I have been married for almost 4 years, 
I'm very passionate and I have much desire but I don't feel that my wife has the same passion.
I like sex much but for her she doesn't consider important, I feel lonely and wa to share my desire and hungriness with woman.
We having sex 1 time per month but also that one time doesn't fulfill my desire.
She hates oral sex as she says it's disgusting. 
I dunno what to do.


----------



## TJW (Mar 20, 2012)

Nemodemo said:


> I dunno what to do.


You have two basic choices.

Behind door #1 is having once-a-month sex for as long as she doesn't find it completely disgusting, and have no sex ever again.
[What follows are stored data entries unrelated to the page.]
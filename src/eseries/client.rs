//! Web Services Proxy REST Client
//!
//! This module resolves a scrape request into a [`Target`] and performs the authenticated
//! GET requests every collector relies on.
//!
//! # Architecture
//!
//! - **Transport**: `reqwest` client built per scrape, carrying the module timeout and,
//!   for `https` proxies, the module's TLS options
//! - **Authentication**: HTTP basic auth with the module credentials
//! - **Protocol**: plain JSON over `GET`, one request per resource
//!
//! # Example
//!
//! ```no_run
//! use eseries_exporter::eseries::{fetch_json, Target};
//! use eseries_exporter::eseries::types::StorageSystem;
//! use secrecy::SecretString;
//!
//! # async fn example() -> anyhow::Result<()> {
//! let target = Target::new(
//!     "array01",
//!     "monitor",
//!     SecretString::from("secret"),
//!     "http://proxy.local:8080".parse()?,
//!     None,
//!     reqwest::Client::new(),
//! );
//! let system: StorageSystem = fetch_json(&target, &target.system_path("")).await?;
//! # Ok(())
//! # }
//! ```

use crate::config::ModuleConfig;
use crate::error::{ExporterError, Result};
use reqwest::{header, Certificate, Client, StatusCode, Url};
use secrecy::{ExposeSecret, SecretString};
use serde::de::DeserializeOwned;
use std::borrow::Cow;
use std::time::Duration;
use tracing::{debug, error};

/// Resolved backend for one scrape request
///
/// Owned by the request that built it; collectors hold it behind an `Arc` and it is
/// dropped with them once the response is written.
#[derive(Debug, Clone)]
pub struct Target {
    pub name: String,
    pub user: String,
    pub password: SecretString,
    pub base_url: Url,
    pub collectors: Option<Vec<String>>,
    pub client: Client,
}

impl Target {
    pub fn new(
        name: impl Into<String>,
        user: impl Into<String>,
        password: SecretString,
        base_url: Url,
        collectors: Option<Vec<String>>,
        client: Client,
    ) -> Self {
        Self {
            name: name.into(),
            user: user.into(),
            password,
            base_url,
            collectors,
            client,
        }
    }

    /// Build the target for storage system `name` from a configured module
    ///
    /// # Errors
    ///
    /// * [`ExporterError::InvalidUrl`] - `proxy_url` does not parse
    /// * [`ExporterError::Tls`] - the root CA cannot be read or is not valid PEM
    pub async fn from_module(name: &str, module: &ModuleConfig) -> Result<Self> {
        let base_url = Url::parse(&module.proxy_url)
            .map_err(|e| ExporterError::InvalidUrl(format!("{}: {}", module.proxy_url, e)))?;

        let mut builder = Client::builder().timeout(Duration::from_secs(module.timeout_seconds));

        if base_url.scheme() == "https" {
            debug!("Setting up TLS transport for {}", module.proxy_url);
            builder = builder.danger_accept_invalid_certs(module.insecure_ssl);
            if let Some(root_ca) = &module.root_ca {
                let pem = tokio::fs::read(root_ca).await.map_err(|e| {
                    error!("Error loading root CA {}: {}", root_ca, e);
                    ExporterError::Tls(format!("unable to read root CA {}: {}", root_ca, e))
                })?;
                let cert = Certificate::from_pem(&pem).map_err(|e| {
                    error!("Error parsing root CA {}: {}", root_ca, e);
                    ExporterError::Tls(format!("invalid root CA {}: {}", root_ca, e))
                })?;
                builder = builder.add_root_certificate(cert);
            }
        }

        let client = builder
            .build()
            .map_err(|e| ExporterError::Tls(format!("unable to build HTTP client: {}", e)))?;

        Ok(Self::new(
            name,
            module.user.clone(),
            module.password.clone(),
            base_url,
            module.collectors.clone(),
            client,
        ))
    }

    /// Path of a resource below this storage system, e.g. `/hardware-inventory`
    ///
    /// The system name is percent-encoded so `?`, `#` or `/` in a target cannot
    /// redirect the request to another resource.
    pub fn system_path(&self, resource: &str) -> String {
        format!(
            "/devmgr/v2/storage-systems/{}{}",
            urlencoding::encode(&self.name),
            resource
        )
    }
}

/// Perform one authenticated GET against the proxy and return the raw body
///
/// The body is always read to the end before the status is inspected, so the
/// connection goes back to the pool on every path.
///
/// # Errors
///
/// * [`ExporterError::InvalidUrl`] - `path` cannot be joined to the base URL
/// * [`ExporterError::Http`] - transport failure, timeout or body read failure
/// * [`ExporterError::Fetch`] - any status other than 200, carrying the body
pub async fn fetch(target: &Target, path: &str) -> Result<Vec<u8>> {
    let url = target
        .base_url
        .join(path)
        .map_err(|e| ExporterError::InvalidUrl(format!("{}: {}", path, e)))?;

    debug!("Performing GET request to {}", readable_url(&url));

    let response = target
        .client
        .get(url)
        .header(header::ACCEPT, "application/json")
        .basic_auth(&target.user, Some(target.password.expose_secret()))
        .send()
        .await?;

    let status = response.status();
    let body = response.bytes().await?;

    if status != StatusCode::OK {
        let body = String::from_utf8_lossy(&body).into_owned();
        error!("Response error: code={} body={}", status.as_u16(), body);
        return Err(ExporterError::Fetch {
            status: status.as_u16(),
            body,
        });
    }

    Ok(body.to_vec())
}

/// [`fetch`] followed by JSON decoding into `T`
pub async fn fetch_json<T>(target: &Target, path: &str) -> Result<T>
where
    T: DeserializeOwned,
{
    let body = fetch(target, path).await?;
    Ok(serde_json::from_slice(&body)?)
}

/// Percent-decoded form of `url` for log lines, falling back to the escaped form
pub fn readable_url(url: &Url) -> Cow<'_, str> {
    match urlencoding::decode(url.as_str()) {
        Ok(decoded) => decoded,
        Err(e) => {
            debug!("Failed to unescape URL {}: {}", url, e);
            Cow::Borrowed(url.as_str())
        }
    }
}

#[cfg(test)]
mod tests {
    use super::*;

    fn target(base: &str) -> Target {
        Target::new(
            "array 01",
            "monitor",
            SecretString::from("secret"),
            base.parse().expect("valid url"),
            None,
            Client::new(),
        )
    }

    #[test]
    fn test_system_path_includes_target_name() {
        let t = target("http://proxy:8080");
        assert_eq!(
            t.system_path("/volumes"),
            "/devmgr/v2/storage-systems/array%2001/volumes"
        );
        assert_eq!(t.system_path(""), "/devmgr/v2/storage-systems/array%2001");
    }

    #[test]
    fn test_system_path_keeps_resource_after_reserved_characters() {
        // Given: A target name containing URL delimiters
        let mut t = target("http://proxy:8080");
        t.name = "array#1?x=/y".to_string();

        // When: Joining a resource path to the base URL
        let url = t.base_url.join(&t.system_path("/volumes")).unwrap();

        // Then: The resource is still the last path segment and nothing leaks into query or fragment
        assert_eq!(
            url.path(),
            "/devmgr/v2/storage-systems/array%231%3Fx%3D%2Fy/volumes"
        );
        assert!(url.query().is_none());
        assert!(url.fragment().is_none());
    }

    #[test]
    fn test_readable_url_unescapes_path() {
        let t = target("http://proxy:8080/base/");
        let url = t.base_url.join(&t.system_path("")).unwrap();
        assert_eq!(
            readable_url(&url),
            "http://proxy:8080/devmgr/v2/storage-systems/array 01"
        );
    }

    #[test]
    fn test_readable_url_falls_back_on_invalid_utf8() {
        let url: Url = "http://proxy:8080/%FF%FE".parse().unwrap();
        assert_eq!(readable_url(&url), "http://proxy:8080/%FF%FE");
    }
}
Behiind door #2 is packing your stuff up, get a divorce, and find a woman who wants to have sex with you.

I believe your wife is failing to honor her marriage commitments, and that her actions could be considered, in the long term, abandonment. 4 years is long enough. Ain't gonna happen.....

As far as getting your wife to have the passion and desire, you can read self-help books, go to "seminars" which charge you a lot of money for a watercress sandwich and listen to somebody tell you how it's all your fault, you can spice-up your marriage by washing the dishes 3 nights a week....but, from my perspective, all that is 100% horse$hit, a waste of your time and your money. BTDT. Doesn't work. There's not even a T-shirt.....



Nemodemo said:


> one time doesn't fulfill my desire.


Right. And, it never will. A person either is attracted to you, and wants to have sex with you, or they aren't. Just that simple.


----------



## AVR1962 (May 30, 2012)

Nemodemo said:


> I have been married for almost 4 years,
> I'm very passionate and I have much desire but I don't feel that my wife has the same passion.
> I like sex much but for her she doesn't consider important, I feel lonely and wa to share my desire and hungriness with woman.
> We having sex 1 time per month but also that one time doesn't fulfill my desire.
> ...


Does your wife know how you feel? Have you expressed this to her? Sexual compatibility is crucial for the success of a marriage. When I hear stories like this I realize there is another side to the story and there might be a reason she is not interested. However, I can tell you that when two people are compatible sexually the fire is unstoppable. That draw and that desire is there regardless. After 4 years of marriage she doesn't have desire and thinks oral sex is disgusting? I have a feeling this is not going to get better with time.


----------



## Nemodemo (Oct 22, 2020)

AVR1962 said:


> Does your wife know how you feel? Have you expressed this to her? Sexual compatibility is crucial for the success of a marriage. When I hear stories like this I realize there is another side to the story and there might be a reason she is not interested. However, I can tell you that when two people are compatible sexually the fire is unstoppable. That draw and that desire is there regardless. After 4 years of marriage she doesn't have desire and thinks oral sex is disgusting? I have a feeling this is not going to get better with time.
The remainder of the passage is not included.